If I Lived in the World of Delirium, by Kailia Sage

11:00 PM Posted by Ella Preuss


No love. At all. In the world that Delirium is set in, love is a disease. At eighteen, you get an operation that makes it impossible to fall in love. You answer a questionnaire before this operation and after that, they match you with a guy or girl with whom your answers are compatible to.

Though I loved this book, I would never survive in a world without love. Sure there’s motherly love and all, but I like the whole falling in love bit, too! I’m a diehard romantic. I love the whole cheesy moments, roses, chocolates, all that stuff. Of course, sometimes I feel that it’s too much, but I still love it. So, in a world without that? Ugh. I’d hate it. Seriously hate it. I’d probably live in the Wilds.

People say opposites attract. Science, religion, and almost everyone says that opposites attract. It would be weird to take a questionnaire and get matched with someone compatible to us. Sure we have a few things that are different, but that’s not the same thing. Like Lena and Alex. Lena is afraid of the consequences of listening to unauthorized music and going to parties. Alex, thought, does it all. And he loves it. They’re different, yet they work so well together. Again, opposites attract! It’s like the whole bad-boy-good-girl-fall-for-each-other. No matter how old it is, it does happen!

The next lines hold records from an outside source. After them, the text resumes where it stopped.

//! URL safe/malicious classification service.
//!
//! Shortened URLs are expanded, structurally validated, checked against a
//! trust policy and otherwise scored by a gradient-boosted tree ensemble
//! over 25 lexical and text features.

pub mod api;
pub mod data_classifier;
pub mod error;
pub mod features;
pub mod model;
pub mod url_crawler;
pub mod url_parser;
pub mod utils;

After you take the questionnaire and you get your matches, you choose who you want to be with. That’s a little freedom, but not much...at all. First of all, I want to fall in love...not take a questionnaire and have other decide for me who’s the one. It’s just weird and wrong. I want to meet him, become friends, hope for something more. Date him, him ask me to marry him and so on. Basically, I want to have all of the control over my life. Who I meet and marry and all that.

The people even regulate the kind of music you listen to. First love and then music? Uh, no, I don’t think so! Most of the time, I’m a really hyper person so I like to listen to music I can dance to and sing along with. Sure when I’m sad or really mad, I like to listen to slow songs that sooth me, but not always. Along with music, come parties. Seriously, who in their right mind would not allow people to have parties with loud music and guys and girls dancing together? Another two reasons why I wouldn’t survive in that world.

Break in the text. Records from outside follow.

use anyhow::{Context, Result};
use clap::{Parser, Subcommand};
use futures::stream::{self, StreamExt};
use std::fs;
use std::path::{Path, PathBuf};
use tracing::{error, info};

use phishscan_api::api::{start_server, Settings, UrlAnalyzer};
use phishscan_api::utils::logger::{init_logger, init_stderr_logger};

#[derive(Debug, Parser)]
#[command(name = "phishscan", version, about = "Classifies URLs as safe or malicious")]
struct Cli {
    /// Configuration file (defaults to ./phishscan.toml when present)
    #[arg(short, long, global = true)]
    config: Option<PathBuf>,

    #[command(subcommand)]
    command: Option<Command>,
}

#[derive(Debug, Subcommand)]
enum Command {
    /// Run the HTTP API
    Serve {
        #[arg(long)]
        host: Option<String>,
        #[arg(short, long)]
        port: Option<u16>,
    },
    /// Classify URLs from the command line
    Check {
        urls: Vec<String>,
        /// File with one URL per line
        #[arg(short, long)]
        batch: Option<PathBuf>,
        #[arg(short = 'j', long, default_value_t = 4)]
        concurrency: usize,
    },
}

#[actix_web::main]
async fn main() -> Result<()> {
    let cli = Cli::parse();
    let settings = Settings::load(cli.config.as_deref())?;

    match cli.command.unwrap_or(Command::Serve { host: None, port: None }) {
        Command::Serve { host, port } => serve(settings, host, port).await,
        Command::Check { urls, batch, concurrency } => {
            check(settings, urls, batch.as_deref(), concurrency).await
        }
    }
}

async fn serve(settings: Settings, host: Option<String>, port: Option<u16>) -> Result<()> {
    init_logger(&settings.server.log_dir)?;

    let analyzer = UrlAnalyzer::from_settings(&settings).map_err(|e| {
        error!("Startup failed: {:#}", e);
        e
    })?;

    let host = host.unwrap_or_else(|| settings.server.host.clone());
    let port = port.unwrap_or(settings.server.port);
    start_server(&host, port, analyzer).await
}

async fn check(
    settings: Settings,
    mut urls: Vec<String>,
    batch: Option<&Path>,
    concurrency: usize,
) -> Result<()> {
    init_stderr_logger()?;

    if let Some(path) = batch {
        urls.extend(read_batch(path)?);
    }
    if urls.is_empty() {
        anyhow::bail!("No URLs given; pass them as arguments or with --batch");
    }

    let analyzer = UrlAnalyzer::from_settings(&settings)?;
    info!("Checking {} URLs with concurrency {}", urls.len(), concurrency);

    let analyzer = &analyzer;
    let mut results = stream::iter(urls)
        .map(|url| async move {
            let result = analyzer.analyze(&url).await;
            (url, result)
        })
        .buffer_unordered(concurrency.max(1));

    let mut failures = 0;
    while let Some((url, result)) = results.next().await {
        match result {
            Ok(result) => println!("{}\t{}\t{}", result.verdict, result.resolved_url, url),
            Err(e) => {
                failures += 1;
                error!("Classification failed for {}: {}", url, e);
                println!("ERROR\t-\t{}", url);
            }
        }
    }

    if failures > 0 {
        anyhow::bail!("{} URL(s) could not be classified", failures);
    }
    Ok(())
}

// One URL per line; blank lines and # comments are skipped
fn read_batch(path: &Path) -> Result<Vec<String>> {
    let content = fs::read_to_string(path)
        .with_context(|| format!("Failed to read batch file {}", path.display()))?;
    Ok(content
        .lines()
        .map(str::trim)
        .filter(|line| !line.is_empty() && !line.starts_with('#'))
        .map(str::to_string)
        .collect())
}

In noticed while reading the book that the people who had gotten the operation were like robots. The mother doing motherly thing; the father doing whatever they do. They had such proper, unenthusiastic ways of speaking. I liked how Lauren wrote these characters because to me, that showed what the loss of love did to people: made us gloomy, boring, and well...unhappy. Sure they say that they’re happy and are completely satisfied...but are they really? Can’t anyone lie like that? I guess a thousand people lying about how they feel is kind of out there, but think about it.

Lauren Oliver did an exceptional job with Delirium. I really liked Lena and how she changed over the course of the book. She’s afraid of love, something I never thought of happening. I mean, it’s love! So, after reading this book, I began to think a lot about it. What would it be like if America (or the entire world for that matter) considered love to be a disease in real life. Maybe even tomorrow or the next week. What would happen then? Would there be less divorces? A smaller population? So much could happen in a world like that but exactly what is so uncertain. Of course, there’s a low chance of that happening in real life but still, we have questions and thoughts!

So, what do you think? Would you like to live in this world? Why or why not?

2 comments:

  1. Ella Preuss said...

    I've thought about this a lot since reading Delirium. I think it'd be awful to live in a world like this! Like you, Kai, I'm a hopeless romantic, and I think the mere idea of living in a world without love is terrible.

    Great post, loved it!

  2. Lori said...

    Fantastic post! This is one of the things I love so much about dystpian books, they make you think! They make you put yourself in that world. I know that I would not survive in Delirium's world!